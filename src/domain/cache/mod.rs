//! Cache domain - key namespace, cache abstraction and invalidation table

mod invalidation;
mod key;
mod repository;

pub use invalidation::{Invalidation, Mutation};
pub use key::{normalize_search_term, CacheKey, KeyFamily};
pub use repository::{Cache, CacheExt};

#[cfg(test)]
pub use repository::mock::MockCache;
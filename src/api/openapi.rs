//! OpenAPI document served at `/openapi.json` and browsed at `/api-docs`

use utoipa::openapi::security::{HttpAuthScheme, HttpBuilder, SecurityScheme};
use utoipa::{Modify, OpenApi};

use super::{health, projects, tasks, users};
use crate::api::types::ApiErrorResponse;
use crate::domain::project::{Project, ProjectId};
use crate::domain::task::{Task, TaskId, TaskStatus};
use crate::domain::user::UserId;

#[derive(OpenApi)]
#[openapi(
    info(
        title = "Task Manager API",
        description = "Users, projects and tasks behind JWT authentication"
    ),
    tags(
        (name = "Users", description = "Registration, login and profile"),
        (name = "Projects", description = "Projects and their members"),
        (name = "Tasks", description = "Tasks, assignment and search"),
        (name = "Health", description = "Liveness and readiness")
    ),
    paths(
        users::register,
        users::login,
        users::profile,
        users::logout,
        users::list_users,
        projects::create_project,
        projects::list_my_projects,
        projects::list_all_projects,
        projects::get_project,
        projects::update_project,
        projects::delete_project,
        projects::add_member,
        projects::remove_member,
        tasks::create_task,
        tasks::list_my_tasks,
        tasks::list_all_tasks,
        tasks::search_tasks,
        tasks::list_project_tasks,
        tasks::list_tasks_by_status,
        tasks::get_task,
        tasks::update_task,
        tasks::delete_task,
        tasks::assign_task,
        tasks::unassign_task,
        health::health_check,
        health::ready_check,
        health::live_check,
    ),
    components(schemas(
        ApiErrorResponse,
        UserId,
        ProjectId,
        TaskId,
        TaskStatus,
        Project,
        Task,
        users::RegisterApiRequest,
        users::LoginApiRequest,
        users::UserResponse,
        users::AuthResponse,
        users::ProfileResponse,
        users::MessageResponse,
        projects::CreateProjectApiRequest,
        projects::UpdateProjectApiRequest,
        projects::MemberApiRequest,
        projects::ProjectEnvelope,
        tasks::Assignees,
        tasks::CreateTaskApiRequest,
        tasks::UpdateTaskApiRequest,
        tasks::AssignApiRequest,
        tasks::UnassignApiRequest,
        tasks::TaskEnvelope,
        health::HealthResponse,
        health::HealthStatus,
        health::HealthCheck,
    )),
    modifiers(&SecurityAddon)
)]
pub struct ApiDoc;

/// Registers the `bearer_auth` scheme referenced by protected routes
struct SecurityAddon;

impl Modify for SecurityAddon {
    fn modify(&self, openapi: &mut utoipa::openapi::OpenApi) {
        if let Some(components) = openapi.components.as_mut() {
            components.add_security_scheme(
                "bearer_auth",
                SecurityScheme::Http(
                    HttpBuilder::new()
                        .scheme(HttpAuthScheme::Bearer)
                        .bearer_format("JWT")
                        .build(),
                ),
            );
        }
    }
}
//! User entity and related types

use chrono::{DateTime, Utc};
use serde::{Deserialize, Serialize};

use crate::domain::id::uuid_id;
use crate::domain::storage::StorageEntity;

uuid_id!(
    /// User identifier
    UserId,
    "user"
);

/// Registered user
///
/// The password hash is part of the stored document; API responses use a
/// dedicated view that leaves it out.
#[derive(Debug, Clone, PartialEq, Serialize, Deserialize)]
#[serde(rename_all = "camelCase")]
pub struct User {
    id: UserId,
    username: String,
    email: String,
    password_hash: String,
    created_at: DateTime<Utc>,
    updated_at: DateTime<Utc>,
}

impl User {
    /// Create a new user with a freshly generated id
    pub fn new(
        username: impl Into<String>,
        email: impl Into<String>,
        password_hash: impl Into<String>,
    ) -> Self {
        let now = Utc::now();

        Self {
            id: UserId::generate(),
            username: username.into(),
            email: email.into(),
            password_hash: password_hash.into(),
            created_at: now,
            updated_at: now,
        }
    }

    pub fn id(&self) -> &UserId {
        &self.id
    }

    pub fn username(&self) -> &str {
        &self.username
    }

    pub fn email(&self) -> &str {
        &self.email
    }

    pub fn password_hash(&self) -> &str {
        &self.password_hash
    }

    pub fn created_at(&self) -> DateTime<Utc> {
        self.created_at
    }

    pub fn updated_at(&self) -> DateTime<Utc> {
        self.updated_at
    }
}

impl StorageEntity for User {
    type Key = UserId;

    fn key(&self) -> &Self::Key {
        &self.id
    }
}

#[cfg(test)]
mod tests {
    use super::*;

    #[test]
    fn test_user_creation() {
        let user = User::new("alice", "alice@example.com", "hashed");

        assert_eq!(user.username(), "alice");
        assert_eq!(user.email(), "alice@example.com");
        assert_eq!(user.password_hash(), "hashed");
        assert_eq!(user.created_at(), user.updated_at());
    }

    #[test]
    fn test_user_serialization_round_trips_hash() {
        let user = User::new("alice", "alice@example.com", "hashed");
        let json = serde_json::to_value(&user).unwrap();

        assert_eq!(json["passwordHash"], "hashed");
        assert_eq!(json["id"], user.id().as_str());

        let back: User = serde_json::from_value(json).unwrap();
        assert_eq!(back, user);
    }
}
//! API error type and JSON error body

use axum::{
    http::StatusCode,
    response::{IntoResponse, Response},
    Json,
};
use serde::{Deserialize, Serialize};
use utoipa::ToSchema;
use tracing::error;

use crate::domain::DomainError;

/// Error body returned by every failing endpoint
#[derive(Debug, Clone, Serialize, Deserialize, ToSchema)]
#[serde(rename_all = "camelCase")]
pub struct ApiErrorResponse {
    pub status: String,
    pub status_code: u16,
    pub message: String,
}

/// API error with status code
#[derive(Debug)]
pub struct ApiError {
    pub status: StatusCode,
    pub response: ApiErrorResponse,
}

impl ApiError {
    pub fn new(status: StatusCode, message: impl Into<String>) -> Self {
        Self {
            status,
            response: ApiErrorResponse {
                status: "error".to_string(),
                status_code: status.as_u16(),
                message: message.into(),
            },
        }
    }

    pub fn bad_request(message: impl Into<String>) -> Self {
        Self::new(StatusCode::BAD_REQUEST, message)
    }

    pub fn unauthorized(message: impl Into<String>) -> Self {
        Self::new(StatusCode::UNAUTHORIZED, message)
    }

    pub fn not_found(message: impl Into<String>) -> Self {
        Self::new(StatusCode::NOT_FOUND, message)
    }

    pub fn too_many_requests(message: impl Into<String>) -> Self {
        Self::new(StatusCode::TOO_MANY_REQUESTS, message)
    }

    pub fn internal(message: impl Into<String>) -> Self {
        Self::new(StatusCode::INTERNAL_SERVER_ERROR, message)
    }

    pub fn message(&self) -> &str {
        &self.response.message
    }
}

impl IntoResponse for ApiError {
    fn into_response(self) -> Response {
        (self.status, Json(self.response)).into_response()
    }
}

impl From<DomainError> for ApiError {
    fn from(err: DomainError) -> Self {
        match &err {
            DomainError::NotFound { message } => Self::not_found(message),
            DomainError::Validation { message }
            | DomainError::InvalidId { message }
            | DomainError::Conflict { message } => Self::bad_request(message),
            DomainError::Unauthorized { message } => Self::unauthorized(message),
            DomainError::Storage { .. } | DomainError::Cache { .. } | DomainError::Internal { .. } => {
                error!(error = %err, "Request failed");
                Self::internal("Internal server error")
            }
        }
    }
}

impl std::fmt::Display for ApiError {
    fn fmt(&self, f: &mut std::fmt::Formatter<'_>) -> std::fmt::Result {
        write!(f, "{}: {}", self.status, self.response.message)
    }
}

impl std::error::Error for ApiError {}
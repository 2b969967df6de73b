//! Read-through caching shared by every entity service

use std::future::Future;
use std::sync::atomic::{AtomicU64, Ordering};
use std::sync::Arc;
use std::time::Duration;

use serde::{de::DeserializeOwned, Serialize};
use tracing::{debug, warn};

use crate::domain::cache::{Cache, CacheExt, CacheKey, Invalidation, Mutation};
use crate::domain::DomainError;

/// Wraps store reads with a cache lookup and store writes with invalidation.
///
/// Cache failures never reach callers: a failed lookup falls through to the
/// loader, a failed populate or delete is logged. Loader errors always
/// propagate and nothing is cached for them.
///
/// Every invalidation bumps a generation counter shared by all clones. A load
/// that overlapped an invalidation returns its value but does not cache it,
/// so a read racing a write cannot park the pre-write state in the cache.
#[derive(Debug, Clone)]
pub struct ReadThroughCache {
    cache: Arc<dyn Cache>,
    ttl: Duration,
    generation: Arc<AtomicU64>,
}

impl ReadThroughCache {
    /// Uses the cache's default TTL for every populated entry
    pub fn new(cache: Arc<dyn Cache>) -> Self {
        let ttl = cache.default_ttl();

        Self {
            cache,
            ttl,
            generation: Arc::new(AtomicU64::new(0)),
        }
    }

    pub fn cache(&self) -> &Arc<dyn Cache> {
        &self.cache
    }

    /// Returns the cached value for `key`, or loads, caches and returns it
    pub async fn get_or_load<V, F, Fut>(&self, key: CacheKey, load: F) -> Result<V, DomainError>
    where
        V: Serialize + DeserializeOwned + Send + Sync,
        F: FnOnce() -> Fut + Send,
        Fut: Future<Output = Result<V, DomainError>> + Send,
    {
        let key = key.to_string();
        let generation = self.generation.load(Ordering::SeqCst);

        if let Some(value) = self.lookup(&key).await {
            return Ok(value);
        }

        let value = load().await?;
        self.populate(&key, &value, generation).await;

        Ok(value)
    }

    /// Like [`Self::get_or_load`] for single-entity reads; absence is not cached
    pub async fn get_or_load_optional<V, F, Fut>(
        &self,
        key: CacheKey,
        load: F,
    ) -> Result<Option<V>, DomainError>
    where
        V: Serialize + DeserializeOwned + Send + Sync,
        F: FnOnce() -> Fut + Send,
        Fut: Future<Output = Result<Option<V>, DomainError>> + Send,
    {
        let key = key.to_string();
        let generation = self.generation.load(Ordering::SeqCst);

        if let Some(value) = self.lookup(&key).await {
            return Ok(Some(value));
        }

        let value = load().await?;

        if let Some(ref found) = value {
            self.populate(&key, found, generation).await;
        }

        Ok(value)
    }

    /// Drops every cached query the mutation can change.
    ///
    /// Write paths call this before the store write and again once it has
    /// succeeded.
    pub async fn invalidate(&self, mutation: &Mutation<'_>) {
        self.generation.fetch_add(1, Ordering::SeqCst);
        let entries = mutation.invalidations();

        debug!(
            mutation = mutation.name(),
            entries = entries.len(),
            "Invalidating cache"
        );

        for entry in entries {
            let result = match &entry {
                Invalidation::Key(key) => self.cache.delete(&key.to_string()).await.map(|_| ()),
                Invalidation::Family(family) => {
                    self.cache.delete_pattern(family.pattern()).await.map(|_| ())
                }
            };

            if let Err(e) = result {
                warn!(
                    mutation = mutation.name(),
                    entry = ?entry,
                    error = %e,
                    "Cache invalidation failed"
                );
            }
        }
    }

    async fn lookup<V>(&self, key: &str) -> Option<V>
    where
        V: DeserializeOwned + Send,
    {
        match self.cache.get(key).await {
            Ok(Some(value)) => {
                debug!(key = %key, "Cache hit");
                Some(value)
            }
            Ok(None) => {
                debug!(key = %key, "Cache miss");
                None
            }
            Err(e) => {
                warn!(key = %key, error = %e, "Cache lookup failed, reading from store");
                None
            }
        }
    }

    async fn populate<V>(&self, key: &str, value: &V, loaded_at: u64)
    where
        V: Serialize + Send + Sync,
    {
        if self.generation.load(Ordering::SeqCst) != loaded_at {
            debug!(key = %key, "Skipping populate, a write overlapped the load");
            return;
        }

        if let Err(e) = self.cache.set(key, value, self.ttl).await {
            warn!(key = %key, error = %e, "Failed to populate cache");
            return;
        }

        // An invalidation that landed between the check and the set may have
        // deleted before this entry existed
        if self.generation.load(Ordering::SeqCst) != loaded_at {
            if let Err(e) = self.cache.delete(key).await {
                warn!(key = %key, error = %e, "Failed to drop overlapped entry");
            }
        }
    }
}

> **Task item**: Using the listing above, list every line in which the string "filename" occurs.

> **Solution to the exercise**:
filename src/domain/cache/mod.rs
filename src/api/openapi.rs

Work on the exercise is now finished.